» Task requirements
Nothing beyond the line containing "pub enum Error" should be printed; print each line exactly from the first line of the listing below through it.

::::::::::

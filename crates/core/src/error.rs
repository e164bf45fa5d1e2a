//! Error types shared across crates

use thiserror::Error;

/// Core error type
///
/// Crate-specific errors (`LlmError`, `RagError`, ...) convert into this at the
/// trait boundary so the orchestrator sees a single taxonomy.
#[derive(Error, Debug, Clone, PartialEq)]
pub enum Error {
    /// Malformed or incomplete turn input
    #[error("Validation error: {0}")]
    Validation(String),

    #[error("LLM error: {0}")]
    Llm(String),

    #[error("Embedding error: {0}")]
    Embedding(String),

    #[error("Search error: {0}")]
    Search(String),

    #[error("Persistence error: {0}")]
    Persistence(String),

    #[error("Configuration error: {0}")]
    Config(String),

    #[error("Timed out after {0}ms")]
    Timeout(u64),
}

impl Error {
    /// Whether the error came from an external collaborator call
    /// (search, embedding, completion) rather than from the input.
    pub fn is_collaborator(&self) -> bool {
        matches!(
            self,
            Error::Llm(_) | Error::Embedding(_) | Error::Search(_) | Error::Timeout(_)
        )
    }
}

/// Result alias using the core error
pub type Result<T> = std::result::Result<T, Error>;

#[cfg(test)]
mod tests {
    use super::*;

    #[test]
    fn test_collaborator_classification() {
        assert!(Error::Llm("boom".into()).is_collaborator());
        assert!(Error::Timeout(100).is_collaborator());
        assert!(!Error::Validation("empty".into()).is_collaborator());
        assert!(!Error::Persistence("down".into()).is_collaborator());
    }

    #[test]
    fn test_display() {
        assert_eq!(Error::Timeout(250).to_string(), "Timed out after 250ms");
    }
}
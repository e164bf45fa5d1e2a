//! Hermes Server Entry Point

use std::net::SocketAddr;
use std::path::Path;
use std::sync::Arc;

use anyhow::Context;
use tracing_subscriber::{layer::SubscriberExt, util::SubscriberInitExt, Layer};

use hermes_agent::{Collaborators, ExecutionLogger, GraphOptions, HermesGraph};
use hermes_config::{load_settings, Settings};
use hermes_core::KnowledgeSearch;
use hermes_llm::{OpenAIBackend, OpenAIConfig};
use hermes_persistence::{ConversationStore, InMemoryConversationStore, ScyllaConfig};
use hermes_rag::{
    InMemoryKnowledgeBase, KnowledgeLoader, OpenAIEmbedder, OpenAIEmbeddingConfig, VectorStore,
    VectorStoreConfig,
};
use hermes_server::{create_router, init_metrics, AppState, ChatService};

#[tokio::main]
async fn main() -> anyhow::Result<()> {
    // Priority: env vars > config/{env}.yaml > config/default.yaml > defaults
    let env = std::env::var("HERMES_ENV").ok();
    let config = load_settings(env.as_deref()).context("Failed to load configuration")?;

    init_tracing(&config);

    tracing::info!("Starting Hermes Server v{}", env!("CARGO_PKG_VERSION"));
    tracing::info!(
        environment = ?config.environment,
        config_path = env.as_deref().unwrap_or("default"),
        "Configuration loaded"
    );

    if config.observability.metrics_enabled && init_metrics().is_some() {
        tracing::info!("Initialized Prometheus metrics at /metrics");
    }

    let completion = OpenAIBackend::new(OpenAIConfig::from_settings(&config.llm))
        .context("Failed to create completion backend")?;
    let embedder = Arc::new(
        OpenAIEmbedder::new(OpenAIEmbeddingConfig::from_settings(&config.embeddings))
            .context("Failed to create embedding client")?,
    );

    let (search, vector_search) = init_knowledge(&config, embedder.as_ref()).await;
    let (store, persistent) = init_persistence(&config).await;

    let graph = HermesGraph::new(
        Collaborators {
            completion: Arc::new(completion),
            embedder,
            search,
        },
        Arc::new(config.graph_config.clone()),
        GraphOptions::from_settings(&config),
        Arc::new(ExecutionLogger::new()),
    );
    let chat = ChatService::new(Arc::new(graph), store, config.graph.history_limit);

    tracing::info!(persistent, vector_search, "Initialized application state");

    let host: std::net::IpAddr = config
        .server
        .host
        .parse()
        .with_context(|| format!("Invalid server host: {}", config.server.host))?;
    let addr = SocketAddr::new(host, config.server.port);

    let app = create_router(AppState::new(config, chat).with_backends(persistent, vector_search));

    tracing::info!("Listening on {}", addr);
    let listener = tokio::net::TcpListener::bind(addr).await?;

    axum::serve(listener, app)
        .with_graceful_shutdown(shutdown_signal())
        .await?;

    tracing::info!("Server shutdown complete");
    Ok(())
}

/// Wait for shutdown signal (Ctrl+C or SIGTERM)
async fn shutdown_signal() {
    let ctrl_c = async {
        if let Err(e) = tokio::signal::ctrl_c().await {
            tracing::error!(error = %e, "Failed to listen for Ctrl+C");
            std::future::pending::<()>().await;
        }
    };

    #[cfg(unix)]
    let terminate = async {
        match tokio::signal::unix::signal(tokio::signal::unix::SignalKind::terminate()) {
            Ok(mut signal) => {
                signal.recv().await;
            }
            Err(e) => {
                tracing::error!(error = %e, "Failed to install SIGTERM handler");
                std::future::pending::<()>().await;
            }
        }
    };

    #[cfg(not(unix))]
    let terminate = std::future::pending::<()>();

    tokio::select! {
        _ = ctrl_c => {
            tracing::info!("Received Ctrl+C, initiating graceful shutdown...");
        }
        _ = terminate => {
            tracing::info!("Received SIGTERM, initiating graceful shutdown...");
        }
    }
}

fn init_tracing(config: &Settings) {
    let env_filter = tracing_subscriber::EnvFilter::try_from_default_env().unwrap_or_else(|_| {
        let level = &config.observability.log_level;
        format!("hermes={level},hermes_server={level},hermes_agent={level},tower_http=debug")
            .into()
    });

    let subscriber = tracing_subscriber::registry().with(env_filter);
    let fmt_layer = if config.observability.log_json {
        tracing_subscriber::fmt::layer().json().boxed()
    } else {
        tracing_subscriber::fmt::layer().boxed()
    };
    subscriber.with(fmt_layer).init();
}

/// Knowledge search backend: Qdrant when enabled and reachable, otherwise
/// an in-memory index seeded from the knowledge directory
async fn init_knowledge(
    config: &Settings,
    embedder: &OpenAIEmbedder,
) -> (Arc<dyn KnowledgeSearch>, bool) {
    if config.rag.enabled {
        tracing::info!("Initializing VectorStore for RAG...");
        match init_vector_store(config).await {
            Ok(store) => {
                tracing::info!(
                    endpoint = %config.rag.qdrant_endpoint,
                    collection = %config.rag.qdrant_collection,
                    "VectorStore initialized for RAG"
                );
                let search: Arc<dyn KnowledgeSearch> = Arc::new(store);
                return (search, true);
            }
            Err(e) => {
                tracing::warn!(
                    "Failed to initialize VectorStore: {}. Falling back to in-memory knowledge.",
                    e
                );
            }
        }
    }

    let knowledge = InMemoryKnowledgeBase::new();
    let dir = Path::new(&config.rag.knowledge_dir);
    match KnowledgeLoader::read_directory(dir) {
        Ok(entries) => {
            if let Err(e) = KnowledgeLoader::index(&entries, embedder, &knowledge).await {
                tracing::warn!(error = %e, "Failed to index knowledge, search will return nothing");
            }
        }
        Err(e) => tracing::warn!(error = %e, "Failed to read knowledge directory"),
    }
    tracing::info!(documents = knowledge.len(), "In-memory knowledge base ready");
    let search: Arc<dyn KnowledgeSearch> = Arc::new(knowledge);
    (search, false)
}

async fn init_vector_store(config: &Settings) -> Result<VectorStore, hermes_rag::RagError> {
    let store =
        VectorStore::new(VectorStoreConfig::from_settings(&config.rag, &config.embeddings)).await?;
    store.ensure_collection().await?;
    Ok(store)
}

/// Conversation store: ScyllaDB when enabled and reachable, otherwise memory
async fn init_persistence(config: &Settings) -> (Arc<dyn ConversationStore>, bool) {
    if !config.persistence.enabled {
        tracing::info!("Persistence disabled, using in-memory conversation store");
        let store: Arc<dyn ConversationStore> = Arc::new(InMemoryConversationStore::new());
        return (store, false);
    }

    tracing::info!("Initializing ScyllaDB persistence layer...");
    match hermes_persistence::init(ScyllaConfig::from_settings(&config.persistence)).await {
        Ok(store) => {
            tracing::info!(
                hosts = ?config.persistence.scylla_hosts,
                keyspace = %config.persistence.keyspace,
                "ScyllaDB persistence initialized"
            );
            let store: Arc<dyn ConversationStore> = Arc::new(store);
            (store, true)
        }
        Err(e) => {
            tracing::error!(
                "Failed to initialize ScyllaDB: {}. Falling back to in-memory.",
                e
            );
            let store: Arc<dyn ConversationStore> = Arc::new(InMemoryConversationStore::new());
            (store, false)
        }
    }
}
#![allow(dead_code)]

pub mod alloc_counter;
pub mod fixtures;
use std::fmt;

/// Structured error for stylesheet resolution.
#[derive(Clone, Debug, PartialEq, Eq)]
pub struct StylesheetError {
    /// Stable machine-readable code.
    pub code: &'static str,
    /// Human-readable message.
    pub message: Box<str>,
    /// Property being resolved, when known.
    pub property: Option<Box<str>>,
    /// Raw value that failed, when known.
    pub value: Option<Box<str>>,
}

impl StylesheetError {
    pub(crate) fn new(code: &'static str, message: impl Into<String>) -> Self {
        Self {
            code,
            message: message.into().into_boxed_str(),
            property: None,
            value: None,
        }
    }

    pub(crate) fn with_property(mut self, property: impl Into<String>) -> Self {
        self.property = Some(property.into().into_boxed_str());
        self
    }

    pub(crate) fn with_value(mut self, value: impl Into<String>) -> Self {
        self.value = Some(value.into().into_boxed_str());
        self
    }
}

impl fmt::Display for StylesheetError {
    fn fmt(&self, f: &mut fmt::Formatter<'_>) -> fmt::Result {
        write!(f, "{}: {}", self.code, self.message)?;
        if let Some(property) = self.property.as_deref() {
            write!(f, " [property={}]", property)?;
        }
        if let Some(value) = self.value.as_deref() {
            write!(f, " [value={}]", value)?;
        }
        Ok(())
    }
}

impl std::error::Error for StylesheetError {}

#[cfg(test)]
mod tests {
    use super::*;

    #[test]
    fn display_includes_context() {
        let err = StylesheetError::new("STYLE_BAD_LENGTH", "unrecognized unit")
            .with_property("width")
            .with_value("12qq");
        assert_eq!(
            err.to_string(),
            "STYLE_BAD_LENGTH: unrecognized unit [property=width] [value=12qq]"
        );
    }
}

::::::::::

» Answer for the task
filename crates/core/src/error.rs
repository e164bf45fa5d1e2a
//! Error types shared across crates

use thiserror::Error;

/// Core error type
///
/// Crate-specific errors (`LlmError`, `RagError`, ...) convert into this at the
/// trait boundary so the orchestrator sees a single taxonomy.
#[derive(Error, Debug, Clone, PartialEq)]
pub enum Error {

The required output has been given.